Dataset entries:
____

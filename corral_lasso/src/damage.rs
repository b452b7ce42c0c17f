// Copyright 2025 the Corral Authors
// SPDX-License-Identifier: Apache-2.0 OR MIT

//! Delayed, one-shot damage over a committed lasso.

use alloc::vec::Vec;
use core::hash::Hash;

use corral_geom::SimplePolygon;
use hashbrown::HashSet;
use kurbo::{BezPath, Point, Rect, Shape};
use smallvec::SmallVec;

/// A region waiting to deal its damage.
///
/// Counts down on [`Self::tick`] and hands out its [`DamageRegion`] exactly
/// once when the delay has elapsed.
#[derive(Clone, Debug)]
pub struct DamageArea {
    remaining: f64,
    region: Option<DamageRegion>,
}

impl DamageArea {
    /// Creates a pending area over `polygons`.
    ///
    /// Negative `delay_seconds` and `damage` are clamped to zero.
    pub fn new<I>(polygons: I, delay_seconds: f64, damage: f64) -> Self
    where
        I: IntoIterator<Item = SimplePolygon>,
    {
        let polygons: SmallVec<[SimplePolygon; 2]> = polygons.into_iter().collect();
        let paths = polygons.iter().map(SimplePolygon::to_bez_path).collect();
        let bounds = polygons
            .iter()
            .map(SimplePolygon::bounds)
            .reduce(|acc, r| acc.union(r));
        Self {
            remaining: delay_seconds.max(0.0),
            region: Some(DamageRegion {
                polygons,
                paths,
                bounds,
                damage: damage.max(0.0),
                spent: 0.0,
            }),
        }
    }

    /// Records the resource that was spent on this area.
    #[must_use]
    pub fn with_spent(mut self, spent: f64) -> Self {
        if let Some(region) = &mut self.region {
            region.spent = spent.max(0.0);
        }
        self
    }

    /// Seconds left before the area fires.
    pub fn remaining(&self) -> f64 {
        self.remaining
    }

    /// Whether the region has already been handed out.
    pub fn is_fired(&self) -> bool {
        self.region.is_none()
    }

    /// Advances the countdown by `dt` seconds.
    ///
    /// Returns the region on the tick the delay runs out, and `None` before
    /// and after.
    pub fn tick(&mut self, dt: f64) -> Option<DamageRegion> {
        self.region.as_ref()?;
        self.remaining = (self.remaining - dt.max(0.0)).max(0.0);
        if self.remaining > 0.0 {
            return None;
        }
        self.region.take()
    }
}

/// The covered region of a fired [`DamageArea`].
#[derive(Clone, Debug)]
pub struct DamageRegion {
    polygons: SmallVec<[SimplePolygon; 2]>,
    paths: SmallVec<[BezPath; 2]>,
    bounds: Option<Rect>,
    damage: f64,
    spent: f64,
}

impl DamageRegion {
    /// The lobes making up the region.
    pub fn polygons(&self) -> &[SimplePolygon] {
        &self.polygons
    }

    /// Damage to apply to each covered entity.
    pub fn damage(&self) -> f64 {
        self.damage
    }

    /// Resource that was spent on the lasso.
    pub fn spent(&self) -> f64 {
        self.spent
    }

    /// Union of the lobes' bounds, or `None` for an empty region.
    pub fn bounds(&self) -> Option<Rect> {
        self.bounds
    }

    /// Whether `point` lies inside any lobe.
    pub fn contains(&self, point: Point) -> bool {
        self.bounds.is_some_and(|bounds| bounds.contains(point))
            && self.paths.iter().any(|path| path.contains(point))
    }

    /// Keys of the `candidates` whose point lies inside the region.
    ///
    /// Each key is reported once, in order of first appearance, even if it
    /// is offered with several points.
    pub fn hits<K, I>(&self, candidates: I) -> Vec<K>
    where
        K: Hash + Eq + Clone,
        I: IntoIterator<Item = (K, Point)>,
    {
        let mut seen: HashSet<K> = HashSet::new();
        let mut hits = Vec::new();
        for (key, point) in candidates {
            if seen.contains(&key) || !self.contains(point) {
                continue;
            }
            seen.insert(key.clone());
            hits.push(key);
        }
        hits
    }
}
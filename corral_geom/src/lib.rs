// Copyright 2025 the Corral Authors
// SPDX-License-Identifier: Apache-2.0 OR MIT

//! Corral Geom: polygon geometry for free-hand lasso shapes.
//!
//! This crate holds the algorithmic core behind a lasso tool: the closed
//! loops produced by a pointer gesture, the simple polygons they are split
//! into, and the triangle meshes used to fill them. It is built on [`kurbo`];
//! input sampling and rendering are left to callers.
//!
//! # Key types
//!
//! - [`ClosedLoop`] – an ordered ring of points whose first and last entries
//!   coincide. This is what a finished stroke turns into.
//! - [`SimplePolygon`] – a ring with no crossing edges and non-zero area,
//!   stored without the repeated closing point.
//! - [`Resolution`] – the result of [`resolve`]: zero, one, or two simple
//!   polygons, plus the crossing that was cut and why any lobe was dropped.
//! - [`TriangleMesh`] – vertices and triangle indices covering one or more
//!   simple polygons.
//!
//! # Self-intersections
//!
//! Hand-drawn lassos routinely cross themselves. [`resolve`] finds the
//! *first* crossing in a fixed scan order and cuts the loop there into two
//! lobes that share the crossing point. Only one level of splitting is done:
//! a lobe that still crosses itself is dropped rather than cut again.
//!
//! ```rust
//! use corral_geom::{ClosedLoop, resolve};
//! use kurbo::Point;
//!
//! // A bow tie: the two diagonals cross at (1, 1).
//! let bow_tie = ClosedLoop::new(vec![
//!     Point::new(0.0, 0.0),
//!     Point::new(2.0, 2.0),
//!     Point::new(2.0, 0.0),
//!     Point::new(0.0, 2.0),
//! ])
//! .unwrap();
//!
//! let resolution = resolve(&bow_tie);
//! assert_eq!(resolution.polygons.len(), 2);
//! assert!((resolution.total_area() - 2.0).abs() < 1e-9);
//!
//! for lobe in &resolution.polygons {
//!     let indices = lobe.triangulate().unwrap();
//!     assert_eq!(indices.len(), 3 * (lobe.len() - 2));
//! }
//! ```
//!
//! This crate is `no_std` and uses `alloc`.

#![no_std]

extern crate alloc;

mod polygon;
mod primitives;
mod resolve;
mod triangulate;

pub use polygon::{ClosedLoop, LobeDefect, SimplePolygon};
pub use primitives::{
    AREA_EPSILON, PARALLEL_EPSILON, polygon_area, scale_about, segment_crossing, signed_area,
    vertex_centroid,
};
pub use resolve::{Crossing, Resolution, effective_area, first_crossing, is_self_intersecting, resolve};
pub use triangulate::{EAR_EPSILON, TriangleMesh, triangulate};
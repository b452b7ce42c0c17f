// Copyright 2025 the Corral Authors
// SPDX-License-Identifier: Apache-2.0 OR MIT

//! Resolver, triangulator, and full-gesture benchmarks.

use corral_benches::{closed, figure_eight, star};
use corral_geom::{first_crossing, resolve, triangulate};
use corral_lasso::{LassoParams, LassoSession};
use criterion::{BenchmarkId, Criterion, black_box, criterion_group, criterion_main};

fn resolve_benchmark(c: &mut Criterion) {
    let mut group = c.benchmark_group("resolve");
    for samples in [64_usize, 256, 1024] {
        let simple = closed(star(samples / 2, 40.0, 100.0));
        let crossed = closed(figure_eight(samples, 100.0));

        group.bench_with_input(BenchmarkId::new("star", samples), &simple, |b, lp| {
            b.iter(|| resolve(black_box(lp)));
        });
        group.bench_with_input(
            BenchmarkId::new("figure_eight", samples),
            &crossed,
            |b, lp| b.iter(|| resolve(black_box(lp))),
        );
        group.bench_with_input(
            BenchmarkId::new("first_crossing_star", samples),
            &simple,
            |b, lp| b.iter(|| first_crossing(black_box(lp.vertices()))),
        );
    }
    group.finish();
}

fn triangulate_benchmark(c: &mut Criterion) {
    let mut group = c.benchmark_group("triangulate");
    for samples in [64_usize, 256, 1024] {
        let ring = star(samples / 2, 40.0, 100.0);
        group.bench_with_input(BenchmarkId::new("star", samples), &ring, |b, ring| {
            b.iter(|| triangulate(black_box(ring)));
        });
    }
    group.finish();
}

fn gesture_benchmark(c: &mut Criterion) {
    let stroke = figure_eight(256, 100.0);
    c.bench_function("gesture/figure_eight_256", |b| {
        b.iter(|| {
            let mut session = LassoSession::new(LassoParams::default());
            session.begin(stroke[0], None);
            for &point in &stroke[1..] {
                session.drag(point);
            }
            session.release(black_box(stroke[0]), None)
        });
    });
}

criterion_group!(
    benches,
    resolve_benchmark,
    triangulate_benchmark,
    gesture_benchmark
);
criterion_main!(benches);
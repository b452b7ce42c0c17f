// Copyright 2025 the Corral Authors
// SPDX-License-Identifier: Apache-2.0 OR MIT

//! A full lasso round: draw, pay, wait, damage, regenerate.
//!
//! Draws a figure-eight against a resource pool, then an oversized square
//! that gets scaled down to what is left. Each committed lasso is turned
//! into a damage area that is ticked at 60 Hz until it fires over a handful
//! of enemies, and the resource it cost is queued to regenerate.
//!
//! Run:
//! - `RUST_LOG=debug cargo run -p corral_demos --example figure_eight_lasso`

use corral_budget::{Budget, BudgetError};
use corral_lasso::{CommittedLasso, LassoParams, LassoRejection, LassoSession};
use kurbo::Point;
use log::info;

const FRAME: f64 = 1.0 / 60.0;

fn figure_eight() -> Vec<Point> {
    [
        (0.0, 0.0),
        (1.0, 0.0),
        (2.0, 0.0),
        (6.0, 4.0),
        (7.0, 4.0),
        (8.0, 4.0),
        (8.0, 2.0),
        (8.0, 0.0),
        (7.0, 0.0),
        (6.0, 0.0),
        (2.0, 4.0),
        (1.0, 4.0),
        (0.0, 4.0),
        (0.0, 2.0),
        (0.0, 0.3),
    ]
    .iter()
    .map(|&(x, y)| Point::new(x, y))
    .collect()
}

fn big_square() -> Vec<Point> {
    let mut points = Vec::new();
    for k in 0..=20 {
        points.push(Point::new(f64::from(k), 0.0));
    }
    for k in 1..=20 {
        points.push(Point::new(20.0, f64::from(k)));
    }
    for k in 1..=20 {
        points.push(Point::new(20.0 - f64::from(k), 20.0));
    }
    for k in 1..20 {
        points.push(Point::new(0.0, 20.0 - f64::from(k)));
    }
    points.push(Point::new(0.0, 0.2));
    points
}

fn draw(
    session: &mut LassoSession,
    stroke: &[Point],
    budget: &mut Budget,
) -> Result<CommittedLasso, LassoRejection> {
    let Some((&first, rest)) = stroke.split_first() else {
        return Err(LassoRejection::NotDrawing);
    };
    if !session.begin(first, Some(&*budget)) {
        return Err(BudgetError::Exhausted.into());
    }
    let Some((&last, middle)) = rest.split_last() else {
        session.cancel();
        return Err(LassoRejection::NotDrawing);
    };
    for &point in middle {
        session.drag(point);
    }
    session.release(last, Some(budget))
}

fn main() {
    env_logger::init();

    let enemies = [
        ("worm", Point::new(1.0, 2.0)),
        ("trojan", Point::new(7.0, 2.0)),
        ("rootkit", Point::new(4.0, 3.5)),
        ("adware", Point::new(12.0, 12.0)),
    ];

    let mut budget = Budget::new(124.0, 30.0);
    let mut session = LassoSession::new(LassoParams::default());

    for (name, stroke) in [("figure-eight", figure_eight()), ("big square", big_square())] {
        let lasso = match draw(&mut session, &stroke, &mut budget) {
            Ok(lasso) => lasso,
            Err(rejection) => {
                println!("{name}: rejected ({rejection})");
                continue;
            }
        };
        println!(
            "{name}: {} polygon(s), {} triangles, area {:.2}, cost {:.2}{}, budget {:.2}/{:.2}",
            lasso.polygons.len(),
            lasso.mesh.triangle_count(),
            lasso.area,
            lasso.cost,
            if lasso.clamped { " (scaled to fit)" } else { "" },
            budget.current(),
            budget.max(),
        );

        let mut area = lasso.damage_area();
        let mut frames = 0_u32;
        let region = loop {
            frames += 1;
            if let Some(region) = area.tick(FRAME) {
                break region;
            }
        };
        let hits = region.hits(enemies.iter().copied());
        info!("{name} fired after {frames} frames");
        println!("{name}: {} damage to {hits:?}", region.damage());

        budget.regenerate_over_time(region.spent());
    }

    // Both refills run side by side.
    for _ in 0..60 {
        budget.tick(FRAME);
    }
    println!(
        "after one second: budget {:.2}/{:.2}, {:.2} still pending",
        budget.current(),
        budget.max(),
        budget.pending_regen()
    );
}
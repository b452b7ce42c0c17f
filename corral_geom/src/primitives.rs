// Copyright 2025 the Corral Authors
// SPDX-License-Identifier: Apache-2.0 OR MIT

//! Low-level helpers shared by the resolver, triangulator, and area code.

use alloc::vec::Vec;

#[cfg(not(feature = "std"))]
use kurbo::common::FloatFuncs as _;
use kurbo::{Point, Vec2};

/// Absolute area below which a polygon is treated as degenerate.
pub const AREA_EPSILON: f64 = 1e-4;

/// Magnitude of `r × s` below which two segments are treated as parallel.
///
/// Parallel and collinear-overlapping segments never count as crossing.
pub const PARALLEL_EPSILON: f64 = 1e-9;

/// Returns the point where segments `p0 → p1` and `q0 → q1` cross.
///
/// Both segment parameters must lie strictly inside `(0, 1)`, so segments
/// that merely touch at an endpoint do not cross. Parallel segments
/// (including collinear overlaps) return `None`.
pub fn segment_crossing(p0: Point, p1: Point, q0: Point, q1: Point) -> Option<Point> {
    let r = p1 - p0;
    let s = q1 - q0;
    let denom = r.cross(s);
    if denom.abs() <= PARALLEL_EPSILON {
        return None;
    }

    let qp = q0 - p0;
    let t = qp.cross(s) / denom;
    let u = qp.cross(r) / denom;
    if t > 0.0 && t < 1.0 && u > 0.0 && u < 1.0 {
        Some(p0 + r * t)
    } else {
        None
    }
}

/// Shoelace signed area of a ring of points.
///
/// The ring is treated cyclically, so a repeated closing point contributes
/// nothing and may be present or absent. Counter-clockwise rings (in a y-up
/// frame) are positive. Fewer than three points yield `0.0`.
pub fn signed_area(points: &[Point]) -> f64 {
    if points.len() < 3 {
        return 0.0;
    }
    let mut sum = 0.0;
    let mut prev = points[points.len() - 1];
    for &p in points {
        sum += prev.to_vec2().cross(p.to_vec2());
        prev = p;
    }
    sum * 0.5
}

/// Absolute shoelace area of a ring of points.
pub fn polygon_area(points: &[Point]) -> f64 {
    signed_area(points).abs()
}

/// Arithmetic mean of `points`, or `None` when empty.
pub fn vertex_centroid(points: &[Point]) -> Option<Point> {
    if points.is_empty() {
        return None;
    }
    let sum = points.iter().fold(Vec2::ZERO, |acc, p| acc + p.to_vec2());
    let count = points.len() as f64;
    Some((sum / count).to_point())
}

/// Scales every point about `center` by `factor`.
pub fn scale_about(points: &[Point], center: Point, factor: f64) -> Vec<Point> {
    points
        .iter()
        .map(|&p| center + (p - center) * factor)
        .collect()
}
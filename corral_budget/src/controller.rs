// Copyright 2025 the Corral Authors
// SPDX-License-Identifier: Apache-2.0 OR MIT

//! Area pricing and scale-to-fit.

use corral_geom::{AREA_EPSILON, ClosedLoop, SimplePolygon, effective_area};
use log::trace;

#[cfg(not(feature = "std"))]
use kurbo::common::FloatFuncs as _;

use crate::{Budget, BudgetError};

/// A shape that can be priced by area and shrunk to fit a budget.
pub trait AreaShape: Sized {
    /// Area charged for the shape.
    fn area(&self) -> f64;

    /// A copy uniformly scaled by `factor` about the shape's vertex centroid.
    fn scaled(&self, factor: f64) -> Self;
}

impl AreaShape for SimplePolygon {
    fn area(&self) -> f64 {
        Self::area(self)
    }

    fn scaled(&self, factor: f64) -> Self {
        Self::scaled(self, factor)
    }
}

/// A crossed loop is charged for the lobes at its first crossing.
impl AreaShape for ClosedLoop {
    fn area(&self) -> f64 {
        effective_area(self)
    }

    fn scaled(&self, factor: f64) -> Self {
        Self::scaled(self, factor)
    }
}

/// The outcome of pricing a shape.
#[derive(Clone, Debug, PartialEq)]
pub struct Evaluation<S> {
    /// The shape to commit: the input itself, or a scaled-down copy.
    pub shape: S,
    /// Area of [`Self::shape`].
    pub area: f64,
    /// Resource charged for [`Self::shape`]. Zero when unmetered.
    pub cost: f64,
    /// Whether the shape was scaled down to fit.
    pub clamped: bool,
}

/// Prices shapes at a fixed cost per unit area.
#[derive(Clone, Copy, Debug, PartialEq)]
pub struct AreaBudgetController {
    /// Resource charged per unit of area. Zero or less disables metering.
    pub cost_per_unit_area: f64,
}

impl Default for AreaBudgetController {
    fn default() -> Self {
        Self {
            cost_per_unit_area: 1.0,
        }
    }
}

impl AreaBudgetController {
    /// Creates a controller charging `cost_per_unit_area`.
    pub fn new(cost_per_unit_area: f64) -> Self {
        Self { cost_per_unit_area }
    }

    /// Whether shapes are charged at all.
    pub fn is_metered(&self) -> bool {
        self.cost_per_unit_area > 0.0
    }

    /// Area charged for `shape`.
    pub fn compute_area<S: AreaShape>(&self, shape: &S) -> f64 {
        shape.area()
    }

    /// Cost of `area` at this controller's rate, never negative.
    pub fn cost_of(&self, area: f64) -> f64 {
        if self.is_metered() {
            area.max(0.0) * self.cost_per_unit_area
        } else {
            0.0
        }
    }

    /// Decides what committing `shape` against `available` resource would
    /// produce, without spending anything.
    ///
    /// With no budget (`None`) or an unmetered rate the shape is accepted as
    /// is at zero cost. A shape that fits is accepted unchanged. Otherwise it
    /// is scaled about its vertex centroid by `sqrt(max_allowed / area)` and
    /// re-priced; if rounding still leaves the cost above `available`, the
    /// shape is rejected.
    pub fn plan<S: AreaShape + Clone>(
        &self,
        shape: &S,
        available: Option<f64>,
    ) -> Result<Evaluation<S>, BudgetError> {
        let area = shape.area();
        let Some(available) = available.filter(|_| self.is_metered()) else {
            return Ok(Evaluation {
                shape: shape.clone(),
                area,
                cost: 0.0,
                clamped: false,
            });
        };

        let available = available.max(0.0);
        let max_allowed_area = available / self.cost_per_unit_area;
        if max_allowed_area <= 0.0 {
            return Err(BudgetError::Exhausted);
        }

        if area <= max_allowed_area {
            return Ok(Evaluation {
                shape: shape.clone(),
                area,
                cost: self.cost_of(area),
                clamped: false,
            });
        }

        let factor = (max_allowed_area / area.max(AREA_EPSILON)).sqrt();
        let scaled = shape.scaled(factor);
        let scaled_area = scaled.area();
        let cost = self.cost_of(scaled_area);
        trace!("scaled shape by {factor}: area {area} -> {scaled_area}, cost {cost}");
        if cost > available {
            return Err(BudgetError::Insufficient { cost, available });
        }
        Ok(Evaluation {
            shape: scaled,
            area: scaled_area,
            cost,
            clamped: true,
        })
    }

    /// Prices `shape` and spends the cost from `budget` in one step.
    ///
    /// On any error the budget is left untouched.
    pub fn evaluate<S: AreaShape + Clone>(
        &self,
        shape: &S,
        budget: Option<&mut Budget>,
    ) -> Result<Evaluation<S>, BudgetError> {
        match budget {
            Some(budget) => {
                let evaluation = self.plan(shape, Some(budget.current()))?;
                budget.try_spend(evaluation.cost)?;
                Ok(evaluation)
            }
            None => self.plan(shape, None),
        }
    }
}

____

» **EXERCISE**: Return all lines from the entries that contain the string "HashSet".

» **ANSWER SECTION**:
use hashbrown::HashSet;
        let mut seen: HashSet<K> = HashSet::new();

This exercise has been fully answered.